TASK DESCRIPTION —
In how many lines of the listing below does the word "EventSize" occur? Say only the number.
'''
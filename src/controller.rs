//! DWC3 device controller core
//!
//! [`Dwc3Core`] owns the register block, the platform services and the
//! software state of every endpoint. Bring-up follows the controller
//! programming model:
//!
//! 1. Identify the core and read the hardware parameters
//! 2. Device soft reset, then PHY reset
//! 3. PHY interface, clock gating, frame length and burst configuration
//! 4. Port capability: device
//! 5. Event buffer, scratchpad, speed, control endpoints, event enables
//!
//! After [`Dwc3Core::init`] the controller is configured but not on the bus;
//! [`Dwc3Core::connect`] sets run/stop.

use core::task::Poll;

use crate::config::{timing, DeviceSpeed, Dwc3Config, PhyInterface};
use crate::dma::{DmaRegion, Platform, EVENT_BUFFER_SIZE};
use crate::dwc3::{
    poll_until, Dcfg, Dctl, Devten, Dsts, EventCursor, EventSize, Gctl, Gfladj, Gsbuscfg0,
    GenericCommand, HsPhyType, HwParams, LinkState, PhyCfg, RegisterIo, Registers,
    DWC3_PRODUCT_ID, DWC3_PRODUCT_ID_MASK, MAX_PHYSICAL_ENDPOINTS,
};
use crate::endpoint::{EndpointRecord, PhysicalEndpoint};
use crate::error::{Result, UsbError};
use crate::perf::DriverStats;
use crate::transfer::{DeviceState, Direction, Ep0State, EndpointType, SetupPacket};

/// Highest assignable USB device address
pub const MAX_DEVICE_ADDRESS: u16 = 127;

/// DWC3 device controller
pub struct Dwc3Core<'a, R, P> {
    pub(crate) regs: Registers<R>,
    pub(crate) platform: P,
    pub(crate) dma: &'a DmaRegion,
    pub(crate) config: Dwc3Config,
    pub(crate) endpoints: [EndpointRecord; MAX_PHYSICAL_ENDPOINTS],
    pub(crate) events: EventCursor,

    // Control endpoint
    pub(crate) setup: SetupPacket,
    pub(crate) ep0_state: Ep0State,
    pub(crate) three_stage: bool,
    pub(crate) data_direction: Direction,
    pub(crate) setup_pending: bool,
    pub(crate) actual_length: u32,

    pub(crate) device_state: DeviceState,
    /// State to return to when the link leaves suspend
    pub(crate) resume_state: DeviceState,
    pub(crate) link_state: LinkState,
    pub(crate) speed: Option<DeviceSpeed>,

    pub(crate) hwparams: HwParams,
    pub(crate) revision: u32,
    pub(crate) num_in_eps: u8,
    pub(crate) num_out_eps: u8,
    pub(crate) num_endpoints: usize,

    /// Start-config issued for the control group; never reset
    pub(crate) control_config_done: bool,
    /// Start-config issued for the non-control group in this connection
    pub(crate) config_done: bool,

    pub(crate) stats: DriverStats,
}

impl<'a, R: RegisterIo, P: Platform> Dwc3Core<'a, R, P> {
    /// Create a controller bound to a register block and DMA region
    ///
    /// Nothing is written to hardware until [`Dwc3Core::init`].
    pub fn new(io: R, platform: P, dma: &'a DmaRegion, config: Dwc3Config) -> Self {
        let endpoints = core::array::from_fn(|index| {
            EndpointRecord::new(
                PhysicalEndpoint::from_index(index).unwrap_or(PhysicalEndpoint::EP0_OUT),
            )
        });

        Self {
            regs: Registers::new(io),
            platform,
            dma,
            config,
            endpoints,
            events: EventCursor::new(),
            setup: SetupPacket::default(),
            ep0_state: Ep0State::Unconnected,
            three_stage: false,
            data_direction: Direction::Out,
            setup_pending: false,
            actual_length: 0,
            device_state: DeviceState::NotAttached,
            resume_state: DeviceState::Default,
            link_state: LinkState::Disconnected,
            speed: None,
            hwparams: HwParams::default(),
            revision: 0,
            num_in_eps: 0,
            num_out_eps: 0,
            num_endpoints: MAX_PHYSICAL_ENDPOINTS,
            control_config_done: false,
            config_done: false,
            stats: DriverStats::new(),
        }
    }

    /// Bring the controller up in device mode
    pub fn init(&mut self) -> Result<()> {
        self.identify()?;
        self.core_soft_reset()?;
        self.platform.delay_us(timing::SOFT_RESET_SETTLE_US);
        self.phy_reset();
        self.phy_setup();

        self.regs.modify_gctl(|gctl| gctl | Gctl::DSBLCLKGTNG);
        self.adjust_frame_length();
        self.regs
            .modify_sbuscfg0(|cfg| cfg | Gsbuscfg0::INCRBRSTENA | Gsbuscfg0::INCR16BRSTENA);
        self.regs
            .modify_gctl(|gctl| gctl.difference(Gctl::PRTCAPDIR_MASK) | Gctl::PRTCAP_DEVICE);

        if let Err(err) = self.device_init() {
            self.cleanup_event_buffer();
            #[cfg(feature = "defmt")]
            defmt::error!("device init failed: {}", err);
            return Err(err);
        }

        #[cfg(feature = "defmt")]
        defmt::info!(
            "dwc3 rev {:#x} ready: {} endpoints ({} in / {} out)",
            self.revision,
            self.num_endpoints,
            self.num_in_eps,
            self.num_out_eps
        );
        Ok(())
    }

    fn identify(&mut self) -> Result<()> {
        let id = self.regs.snpsid();
        if id & DWC3_PRODUCT_ID_MASK != DWC3_PRODUCT_ID {
            #[cfg(feature = "defmt")]
            defmt::error!("GSNPSID {:#x} is not a DWC3 core", id);
            return Err(UsbError::InvalidCore);
        }
        self.revision = id;

        let mut words = [0u32; 9];
        for (n, word) in words.iter_mut().enumerate() {
            *word = self.regs.hwparams(n);
        }
        self.hwparams = HwParams(words);

        if !self.hwparams.mode().supports_device() {
            return Err(UsbError::ModeMismatch);
        }
        Ok(())
    }

    fn core_soft_reset(&mut self) -> Result<()> {
        self.regs.modify_dctl(|dctl| dctl | Dctl::CSFTRST);

        let regs = &self.regs;
        poll_until(self.config.soft_reset_retries, UsbError::SoftResetTimeout, || {
            if regs.dctl().contains(Dctl::CSFTRST) {
                Poll::Pending
            } else {
                Poll::Ready(Ok(()))
            }
        })
    }

    fn phy_reset(&mut self) {
        self.regs.modify_gctl(|gctl| gctl | Gctl::CORESOFTRESET);

        self.regs.modify_phy_cfg(|cfg| cfg | PhyCfg::PHYSOFTRST);
        self.platform.delay_us(timing::PHY_RESET_SETTLE_US);

        self.regs.modify_phy_cfg(|cfg| cfg.difference(PhyCfg::PHYSOFTRST));
        self.platform.delay_us(timing::PHY_RESET_SETTLE_US);

        self.regs.modify_gctl(|gctl| gctl.difference(Gctl::CORESOFTRESET));
    }

    fn phy_setup(&mut self) {
        let hsphy = self.hwparams.hsphy_type();
        let interface = self.config.phy_interface;

        self.regs.modify_phy_cfg(|mut cfg| {
            // Auto-resume must be off in device mode
            cfg.remove(PhyCfg::ULPIAUTORES);
            if hsphy == HsPhyType::UtmiUlpi {
                cfg.remove(PhyCfg::ULPI_UTMI);
            }

            match interface {
                PhyInterface::Utmi8 => cfg
                    .difference(PhyCfg::PHYIF)
                    .with_turnaround(PhyCfg::TURNAROUND_8BIT),
                PhyInterface::Utmi16 => cfg
                    .difference(PhyCfg::ULPI_UTMI)
                    .union(PhyCfg::PHYIF | PhyCfg::SUSPHY)
                    .with_turnaround(PhyCfg::TURNAROUND_16BIT),
            }
        });
    }

    fn adjust_frame_length(&mut self) {
        let wanted = u32::from(self.config.frame_length_adjust);
        let current = self.regs.fladj();
        if current.bits() & Gfladj::FLADJ_30MHZ_MASK.bits() == wanted {
            return;
        }
        let value = current.difference(Gfladj::FLADJ_30MHZ_MASK)
            | Gfladj::FLADJ_30MHZ_SDBND_SEL
            | Gfladj::from_bits_retain(wanted);
        self.regs.set_fladj(value);
    }

    fn device_init(&mut self) -> Result<()> {
        self.dma.clear_events();
        self.platform
            .clean_dcache(self.dma.events_addr(), EVENT_BUFFER_SIZE);
        let events = self.platform.to_global(self.dma.events_addr());
        self.regs
            .set_event_buffer(events, EventSize::with_size(EVENT_BUFFER_SIZE));
        self.events.reset();

        let total = self.hwparams.num_eps();
        let num_in = self.hwparams.num_in_eps().min(total);
        self.num_in_eps = num_in as u8;
        self.num_out_eps = (total - num_in) as u8;
        self.num_endpoints = (total as usize).min(MAX_PHYSICAL_ENDPOINTS);
        if self.num_endpoints < 2 {
            return Err(UsbError::InvalidCore);
        }

        let scratchpad = self.platform.to_global(self.dma.scratchpad_addr());
        self.send_generic_command(GenericCommand::SetScratchpadLo, scratchpad)?;
        self.send_generic_command(GenericCommand::SetScratchpadHi, 0)?;

        let speed = self.config.speed;
        self.regs.modify_dcfg(|dcfg| dcfg.with_speed(speed.dcfg_bits()));

        let mps = self.config.control_max_packet;
        self.endpoint_enable(0, Direction::Out, EndpointType::Control, mps, 0)?;
        self.endpoint_enable(0, Direction::In, EndpointType::Control, mps, 0)?;

        self.regs.set_devten(
            Devten::DISCONNEVTEN
                | Devten::USBRSTEVTEN
                | Devten::CONNECTDONEEVTEN
                | Devten::ULSTCNGEN,
        );
        Ok(())
    }

    fn cleanup_event_buffer(&mut self) {
        self.regs
            .set_event_buffer(0, EventSize::INTMASK | EventSize::with_size(0));
    }

    /// Set run/stop and wait for the controller to leave the halted state
    pub fn connect(&mut self) -> Result<()> {
        self.regs.modify_dctl(|dctl| dctl | Dctl::RUN_STOP);

        let regs = &self.regs;
        poll_until(self.config.run_stop_retries, UsbError::ControllerHalted, || {
            if regs.dsts().contains(Dsts::DEVCTRLHLT) {
                Poll::Pending
            } else {
                Poll::Ready(Ok(()))
            }
        })?;

        self.device_state = DeviceState::Attached;
        #[cfg(feature = "defmt")]
        defmt::info!("controller running");
        Ok(())
    }

    /// Clear run/stop
    pub fn disconnect(&mut self) {
        self.regs.modify_dctl(|dctl| dctl.difference(Dctl::RUN_STOP));
        self.device_state = DeviceState::NotAttached;
        self.ep0_state = Ep0State::Unconnected;
    }

    /// Program the device address (0 returns to the default state)
    pub fn set_address(&mut self, address: u16) -> Result<()> {
        if address > MAX_DEVICE_ADDRESS {
            return Err(UsbError::AddressOutOfRange);
        }
        if self.device_state == DeviceState::Configured {
            return Err(UsbError::AlreadyConfigured);
        }

        let address = address as u8;
        self.regs.modify_dcfg(|dcfg: Dcfg| dcfg.with_address(address));
        self.device_state = if address != 0 {
            DeviceState::Address
        } else {
            DeviceState::Default
        };

        #[cfg(feature = "defmt")]
        defmt::debug!("address {}", address);
        Ok(())
    }

    /// Record that a configuration was selected (or deselected)
    pub fn set_configured(&mut self, configured: bool) {
        self.device_state = match (configured, self.device_state) {
            (true, _) => DeviceState::Configured,
            (false, DeviceState::Configured) => DeviceState::Address,
            (false, state) => state,
        };
    }

    /// Request a link state change and wait for the link to reach it
    pub fn set_link_state(&mut self, state: LinkState) -> Result<()> {
        let budget = self.config.link_state_retries;

        {
            let Self { regs, platform, .. } = self;
            poll_until(budget, UsbError::LinkStateTimeout, || {
                if regs.dsts().contains(Dsts::DCNRD) {
                    platform.delay_us(timing::LINK_STATE_POLL_US);
                    Poll::Pending
                } else {
                    Poll::Ready(Ok(()))
                }
            })?;
        }

        self.regs
            .modify_dctl(|dctl| dctl.with_link_request(state));

        let regs = &self.regs;
        poll_until(budget, UsbError::LinkStateChangeFailed, || {
            if regs.dsts().link_state() == state {
                Poll::Ready(Ok(()))
            } else {
                Poll::Pending
            }
        })?;

        self.link_state = state;
        Ok(())
    }

    /// Signal remote wakeup from a low-power link state
    pub fn remote_wakeup(&mut self) -> Result<()> {
        let current = self.regs.dsts().link_state();
        if !current.allows_remote_wakeup() {
            return Err(UsbError::InvalidLinkState);
        }

        self.set_link_state(LinkState::Recovery)?;

        let regs = &self.regs;
        poll_until(self.config.wakeup_retries, UsbError::RemoteWakeupFailed, || {
            if regs.dsts().link_state() == LinkState::On {
                Poll::Ready(Ok(()))
            } else {
                Poll::Pending
            }
        })?;

        self.link_state = LinkState::On;
        if self.device_state == DeviceState::Suspended {
            self.device_state = self.resume_state;
        }
        Ok(())
    }

    /// Driver statistics
    pub fn stats(&self) -> &DriverStats {
        &self.stats
    }

    /// Chapter 9 device state
    pub fn device_state(&self) -> DeviceState {
        self.device_state
    }

    /// Control transfer stage
    pub fn ep0_state(&self) -> Ep0State {
        self.ep0_state
    }

    /// Most recent setup packet
    pub fn setup_packet(&self) -> SetupPacket {
        self.setup
    }

    /// Bytes moved by the last EP0 data stage
    pub fn actual_length(&self) -> u32 {
        self.actual_length
    }

    /// Last link state reported by the controller
    pub fn link_state(&self) -> LinkState {
        self.link_state
    }

    /// Speed negotiated at connection done
    pub fn speed(&self) -> Option<DeviceSpeed> {
        self.speed
    }

    /// GSNPSID read during bring-up
    pub fn revision(&self) -> u32 {
        self.revision
    }

    /// Hardware parameters read during bring-up
    pub fn hwparams(&self) -> &HwParams {
        &self.hwparams
    }

    /// Physical endpoints in use
    pub fn num_endpoints(&self) -> usize {
        self.num_endpoints
    }

    /// Typed register access
    pub fn regs(&self) -> &Registers<R> {
        &self.regs
    }

    /// Platform services
    pub fn platform(&self) -> &P {
        &self.platform
    }

    /// Mutable platform services
    pub fn platform_mut(&mut self) -> &mut P {
        &mut self.platform
    }

    /// Controller configuration
    pub fn config(&self) -> &Dwc3Config {
        &self.config
    }
}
'''
TASK SOLUTION —
3